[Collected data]
=== Section Start ===

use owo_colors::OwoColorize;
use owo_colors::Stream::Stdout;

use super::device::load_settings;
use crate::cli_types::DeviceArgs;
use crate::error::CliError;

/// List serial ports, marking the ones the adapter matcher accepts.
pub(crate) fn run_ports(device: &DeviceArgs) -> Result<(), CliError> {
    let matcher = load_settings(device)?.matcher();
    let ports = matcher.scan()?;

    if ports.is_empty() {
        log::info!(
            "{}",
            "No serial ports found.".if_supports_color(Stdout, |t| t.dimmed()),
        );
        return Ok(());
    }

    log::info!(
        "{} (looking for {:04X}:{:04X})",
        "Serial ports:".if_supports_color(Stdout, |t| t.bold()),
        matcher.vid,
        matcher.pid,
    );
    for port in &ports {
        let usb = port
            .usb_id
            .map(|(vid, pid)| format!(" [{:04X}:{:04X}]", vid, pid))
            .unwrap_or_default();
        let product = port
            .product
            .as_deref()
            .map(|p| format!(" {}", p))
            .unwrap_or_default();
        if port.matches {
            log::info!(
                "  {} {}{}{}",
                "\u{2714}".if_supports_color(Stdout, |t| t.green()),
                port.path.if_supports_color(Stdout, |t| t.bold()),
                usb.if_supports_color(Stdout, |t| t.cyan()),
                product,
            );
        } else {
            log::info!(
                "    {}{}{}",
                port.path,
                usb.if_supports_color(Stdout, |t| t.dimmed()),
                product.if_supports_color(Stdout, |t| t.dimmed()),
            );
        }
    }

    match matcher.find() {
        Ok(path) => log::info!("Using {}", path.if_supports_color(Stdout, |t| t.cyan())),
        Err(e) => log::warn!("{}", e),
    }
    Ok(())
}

=== Section End ===
=== Section Start ===

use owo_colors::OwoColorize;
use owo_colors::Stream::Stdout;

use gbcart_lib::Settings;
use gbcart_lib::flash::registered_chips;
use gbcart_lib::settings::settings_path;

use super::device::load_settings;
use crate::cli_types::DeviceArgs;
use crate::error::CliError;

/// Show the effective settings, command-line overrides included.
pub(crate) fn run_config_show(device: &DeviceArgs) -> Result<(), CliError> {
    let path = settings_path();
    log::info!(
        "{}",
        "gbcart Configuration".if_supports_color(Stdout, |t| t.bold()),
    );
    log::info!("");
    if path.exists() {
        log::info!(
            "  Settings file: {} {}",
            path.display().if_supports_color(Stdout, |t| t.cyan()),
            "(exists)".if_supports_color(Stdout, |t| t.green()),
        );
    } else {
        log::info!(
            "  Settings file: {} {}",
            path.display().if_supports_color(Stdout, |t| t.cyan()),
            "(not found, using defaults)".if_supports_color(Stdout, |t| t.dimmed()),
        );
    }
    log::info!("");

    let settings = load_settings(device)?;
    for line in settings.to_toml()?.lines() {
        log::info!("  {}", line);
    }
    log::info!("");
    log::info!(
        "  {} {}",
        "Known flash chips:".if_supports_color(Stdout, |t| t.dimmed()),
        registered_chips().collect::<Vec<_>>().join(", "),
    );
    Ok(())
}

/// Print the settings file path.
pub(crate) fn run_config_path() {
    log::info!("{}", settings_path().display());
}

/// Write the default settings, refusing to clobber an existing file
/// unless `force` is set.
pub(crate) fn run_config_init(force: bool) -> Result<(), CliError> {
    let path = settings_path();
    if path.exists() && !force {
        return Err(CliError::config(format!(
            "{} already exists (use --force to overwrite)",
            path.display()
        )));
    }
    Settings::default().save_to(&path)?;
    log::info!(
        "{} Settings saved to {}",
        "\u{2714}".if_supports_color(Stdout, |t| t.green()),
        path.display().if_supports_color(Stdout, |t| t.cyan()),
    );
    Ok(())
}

=== Section End ===

## EXERCISE BRIEF
In the entries above, identify each line that includes the string "format", then copy it.

## SOLUTION BELOW
            .map(|(vid, pid)| format!(" [{:04X}:{:04X}]", vid, pid))
            .map(|p| format!(" {}", p))
        return Err(CliError::config(format!(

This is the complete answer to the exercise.